§ **Listed entries**
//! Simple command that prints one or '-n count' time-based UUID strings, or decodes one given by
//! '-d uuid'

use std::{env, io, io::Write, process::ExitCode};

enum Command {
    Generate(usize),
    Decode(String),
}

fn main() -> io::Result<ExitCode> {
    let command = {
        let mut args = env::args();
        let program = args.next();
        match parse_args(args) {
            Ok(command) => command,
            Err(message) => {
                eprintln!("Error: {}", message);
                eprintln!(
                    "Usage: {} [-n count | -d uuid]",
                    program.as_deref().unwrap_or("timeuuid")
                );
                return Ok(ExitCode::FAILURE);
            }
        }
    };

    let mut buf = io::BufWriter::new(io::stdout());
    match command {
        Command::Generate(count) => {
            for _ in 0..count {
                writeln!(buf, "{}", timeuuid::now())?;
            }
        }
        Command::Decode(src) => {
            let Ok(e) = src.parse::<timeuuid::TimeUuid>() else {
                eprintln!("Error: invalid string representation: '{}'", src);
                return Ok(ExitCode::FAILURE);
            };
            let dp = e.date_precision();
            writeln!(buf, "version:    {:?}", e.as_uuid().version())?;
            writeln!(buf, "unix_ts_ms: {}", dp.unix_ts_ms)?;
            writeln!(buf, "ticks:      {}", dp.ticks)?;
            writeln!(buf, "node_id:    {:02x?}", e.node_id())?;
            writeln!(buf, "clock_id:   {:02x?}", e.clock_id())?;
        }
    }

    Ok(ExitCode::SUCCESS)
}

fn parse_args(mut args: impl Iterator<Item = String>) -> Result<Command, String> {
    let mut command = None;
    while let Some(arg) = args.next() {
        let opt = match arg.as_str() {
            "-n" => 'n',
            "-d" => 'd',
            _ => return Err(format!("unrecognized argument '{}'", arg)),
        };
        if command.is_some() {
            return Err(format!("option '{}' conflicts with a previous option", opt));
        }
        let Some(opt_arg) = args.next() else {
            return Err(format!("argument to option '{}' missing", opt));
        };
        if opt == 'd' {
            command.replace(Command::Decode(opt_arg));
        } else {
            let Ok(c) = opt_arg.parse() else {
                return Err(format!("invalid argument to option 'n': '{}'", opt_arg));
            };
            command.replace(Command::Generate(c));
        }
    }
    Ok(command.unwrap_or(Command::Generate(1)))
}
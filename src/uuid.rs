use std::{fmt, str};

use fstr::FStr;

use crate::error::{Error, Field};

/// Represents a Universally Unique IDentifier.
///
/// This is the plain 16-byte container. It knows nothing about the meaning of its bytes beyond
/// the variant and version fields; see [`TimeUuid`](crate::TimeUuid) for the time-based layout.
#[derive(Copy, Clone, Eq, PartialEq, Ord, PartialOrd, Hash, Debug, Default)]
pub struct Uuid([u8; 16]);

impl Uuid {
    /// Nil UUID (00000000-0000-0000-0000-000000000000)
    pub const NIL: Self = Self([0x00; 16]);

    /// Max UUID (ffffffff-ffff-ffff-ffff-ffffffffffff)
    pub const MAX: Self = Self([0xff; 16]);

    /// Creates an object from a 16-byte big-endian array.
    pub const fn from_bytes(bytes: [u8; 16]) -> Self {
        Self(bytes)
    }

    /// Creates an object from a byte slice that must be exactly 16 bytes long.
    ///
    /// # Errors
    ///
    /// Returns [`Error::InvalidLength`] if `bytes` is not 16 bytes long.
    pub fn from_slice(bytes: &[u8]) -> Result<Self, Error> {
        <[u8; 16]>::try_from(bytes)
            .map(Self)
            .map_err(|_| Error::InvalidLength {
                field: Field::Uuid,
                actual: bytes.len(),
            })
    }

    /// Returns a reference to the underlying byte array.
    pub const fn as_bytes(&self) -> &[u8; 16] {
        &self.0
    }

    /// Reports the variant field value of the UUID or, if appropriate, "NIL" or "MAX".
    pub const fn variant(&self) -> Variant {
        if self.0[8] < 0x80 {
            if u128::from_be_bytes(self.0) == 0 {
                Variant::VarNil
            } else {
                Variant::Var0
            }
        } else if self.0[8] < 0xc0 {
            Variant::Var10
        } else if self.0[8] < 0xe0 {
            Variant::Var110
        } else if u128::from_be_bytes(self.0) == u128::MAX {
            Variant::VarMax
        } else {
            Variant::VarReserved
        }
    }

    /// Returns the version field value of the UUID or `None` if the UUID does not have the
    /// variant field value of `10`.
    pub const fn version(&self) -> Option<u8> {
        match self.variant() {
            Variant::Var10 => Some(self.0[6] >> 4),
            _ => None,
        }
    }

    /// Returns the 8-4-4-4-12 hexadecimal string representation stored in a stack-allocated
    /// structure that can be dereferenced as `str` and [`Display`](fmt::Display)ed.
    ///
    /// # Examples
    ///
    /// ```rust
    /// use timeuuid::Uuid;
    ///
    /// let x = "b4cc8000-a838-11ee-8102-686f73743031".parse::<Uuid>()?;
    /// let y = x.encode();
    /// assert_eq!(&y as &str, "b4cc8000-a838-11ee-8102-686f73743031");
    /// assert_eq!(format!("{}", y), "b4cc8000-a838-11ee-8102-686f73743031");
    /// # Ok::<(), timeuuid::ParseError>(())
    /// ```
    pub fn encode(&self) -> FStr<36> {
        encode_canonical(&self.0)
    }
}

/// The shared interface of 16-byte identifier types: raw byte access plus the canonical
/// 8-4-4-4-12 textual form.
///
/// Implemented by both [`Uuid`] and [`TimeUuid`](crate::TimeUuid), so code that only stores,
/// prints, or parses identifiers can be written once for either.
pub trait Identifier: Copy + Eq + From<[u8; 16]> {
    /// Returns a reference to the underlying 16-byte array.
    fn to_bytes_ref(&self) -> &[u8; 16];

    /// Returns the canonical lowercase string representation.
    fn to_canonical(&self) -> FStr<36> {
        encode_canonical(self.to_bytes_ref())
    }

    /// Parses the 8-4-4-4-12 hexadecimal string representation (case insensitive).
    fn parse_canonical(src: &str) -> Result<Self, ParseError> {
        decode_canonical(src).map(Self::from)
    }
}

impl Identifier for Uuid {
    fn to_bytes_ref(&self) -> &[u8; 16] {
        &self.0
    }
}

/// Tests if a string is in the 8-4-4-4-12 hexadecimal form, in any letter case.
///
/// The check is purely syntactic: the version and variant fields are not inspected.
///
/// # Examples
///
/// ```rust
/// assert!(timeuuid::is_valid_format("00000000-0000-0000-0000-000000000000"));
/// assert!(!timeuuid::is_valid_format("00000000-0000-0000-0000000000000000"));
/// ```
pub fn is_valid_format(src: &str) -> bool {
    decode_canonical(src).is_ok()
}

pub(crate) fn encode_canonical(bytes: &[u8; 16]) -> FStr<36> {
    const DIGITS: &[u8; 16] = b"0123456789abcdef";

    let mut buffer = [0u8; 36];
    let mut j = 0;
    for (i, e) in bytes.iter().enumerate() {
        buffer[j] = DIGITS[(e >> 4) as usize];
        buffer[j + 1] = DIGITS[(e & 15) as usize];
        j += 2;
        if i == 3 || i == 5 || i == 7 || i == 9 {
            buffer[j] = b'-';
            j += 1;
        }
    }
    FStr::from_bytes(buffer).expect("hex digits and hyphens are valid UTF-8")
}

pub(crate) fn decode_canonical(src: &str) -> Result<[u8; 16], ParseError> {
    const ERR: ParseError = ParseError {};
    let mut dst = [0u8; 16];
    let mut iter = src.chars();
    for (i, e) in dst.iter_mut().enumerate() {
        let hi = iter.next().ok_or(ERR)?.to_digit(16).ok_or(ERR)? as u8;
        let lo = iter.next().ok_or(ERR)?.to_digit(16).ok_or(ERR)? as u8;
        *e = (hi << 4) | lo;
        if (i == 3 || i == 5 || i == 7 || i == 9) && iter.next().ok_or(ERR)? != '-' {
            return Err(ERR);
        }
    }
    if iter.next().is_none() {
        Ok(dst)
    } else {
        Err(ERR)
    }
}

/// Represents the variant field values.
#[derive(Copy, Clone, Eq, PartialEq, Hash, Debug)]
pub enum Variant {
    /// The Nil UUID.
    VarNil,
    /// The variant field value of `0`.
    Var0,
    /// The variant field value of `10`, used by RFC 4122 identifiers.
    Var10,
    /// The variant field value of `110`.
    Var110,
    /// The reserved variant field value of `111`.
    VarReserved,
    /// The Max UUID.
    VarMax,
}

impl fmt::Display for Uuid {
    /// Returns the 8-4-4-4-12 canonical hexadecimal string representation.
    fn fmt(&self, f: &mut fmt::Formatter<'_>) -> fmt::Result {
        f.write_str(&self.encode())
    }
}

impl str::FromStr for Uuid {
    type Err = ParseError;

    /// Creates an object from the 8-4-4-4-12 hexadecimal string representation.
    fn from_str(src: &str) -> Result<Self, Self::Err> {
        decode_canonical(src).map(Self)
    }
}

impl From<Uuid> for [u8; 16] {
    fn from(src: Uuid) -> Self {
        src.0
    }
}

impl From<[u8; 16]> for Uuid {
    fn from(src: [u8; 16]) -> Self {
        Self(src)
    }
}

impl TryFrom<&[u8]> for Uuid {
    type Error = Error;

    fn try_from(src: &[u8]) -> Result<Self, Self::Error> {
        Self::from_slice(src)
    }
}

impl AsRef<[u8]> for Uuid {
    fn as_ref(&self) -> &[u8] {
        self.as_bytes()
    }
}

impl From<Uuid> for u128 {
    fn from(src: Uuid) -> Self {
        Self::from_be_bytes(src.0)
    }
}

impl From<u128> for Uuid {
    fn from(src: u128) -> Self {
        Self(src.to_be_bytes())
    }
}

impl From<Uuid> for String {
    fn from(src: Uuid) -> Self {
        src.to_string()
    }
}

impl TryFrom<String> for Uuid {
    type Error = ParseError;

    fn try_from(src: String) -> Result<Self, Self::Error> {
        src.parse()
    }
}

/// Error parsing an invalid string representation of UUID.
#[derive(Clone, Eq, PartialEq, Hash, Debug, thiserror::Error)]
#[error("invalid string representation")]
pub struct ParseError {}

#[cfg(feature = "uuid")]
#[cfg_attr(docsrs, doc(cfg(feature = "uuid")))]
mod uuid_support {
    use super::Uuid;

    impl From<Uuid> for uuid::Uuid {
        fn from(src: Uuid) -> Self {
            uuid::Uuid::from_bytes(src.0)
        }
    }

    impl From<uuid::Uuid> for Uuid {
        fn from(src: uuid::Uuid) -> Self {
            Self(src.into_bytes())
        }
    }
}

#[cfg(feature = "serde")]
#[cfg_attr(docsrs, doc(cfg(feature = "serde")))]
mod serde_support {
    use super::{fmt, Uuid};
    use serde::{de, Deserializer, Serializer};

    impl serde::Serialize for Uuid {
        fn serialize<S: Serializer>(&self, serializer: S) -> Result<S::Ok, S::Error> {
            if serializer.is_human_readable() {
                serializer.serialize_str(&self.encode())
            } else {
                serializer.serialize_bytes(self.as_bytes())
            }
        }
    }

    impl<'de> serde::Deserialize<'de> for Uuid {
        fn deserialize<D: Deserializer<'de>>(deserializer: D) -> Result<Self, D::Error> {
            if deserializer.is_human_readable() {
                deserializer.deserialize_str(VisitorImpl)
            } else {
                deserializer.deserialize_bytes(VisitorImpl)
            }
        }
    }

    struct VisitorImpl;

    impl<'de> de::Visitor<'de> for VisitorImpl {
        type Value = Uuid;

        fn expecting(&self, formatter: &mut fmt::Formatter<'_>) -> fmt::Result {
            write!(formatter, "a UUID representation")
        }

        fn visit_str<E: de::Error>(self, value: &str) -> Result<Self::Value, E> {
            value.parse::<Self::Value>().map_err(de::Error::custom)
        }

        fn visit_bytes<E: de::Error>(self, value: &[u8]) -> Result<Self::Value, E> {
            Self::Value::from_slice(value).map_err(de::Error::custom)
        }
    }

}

§ **Problem to work on**
The required answer is the run of lines above, starting at the line with "buffer[j + 1]" and ending at the line with "let mut dst = [0u8; 16];", reproduced exactly with both ends.

§ **Response below**
        buffer[j + 1] = DIGITS[(e & 15) as usize];
        j += 2;
        if i == 3 || i == 5 || i == 7 || i == 9 {
            buffer[j] = b'-';
            j += 1;
        }
    }
    FStr::from_bytes(buffer).expect("hex digits and hyphens are valid UTF-8")
}

pub(crate) fn decode_canonical(src: &str) -> Result<[u8; 16], ParseError> {
    const ERR: ParseError = ParseError {};
    let mut dst = [0u8; 16];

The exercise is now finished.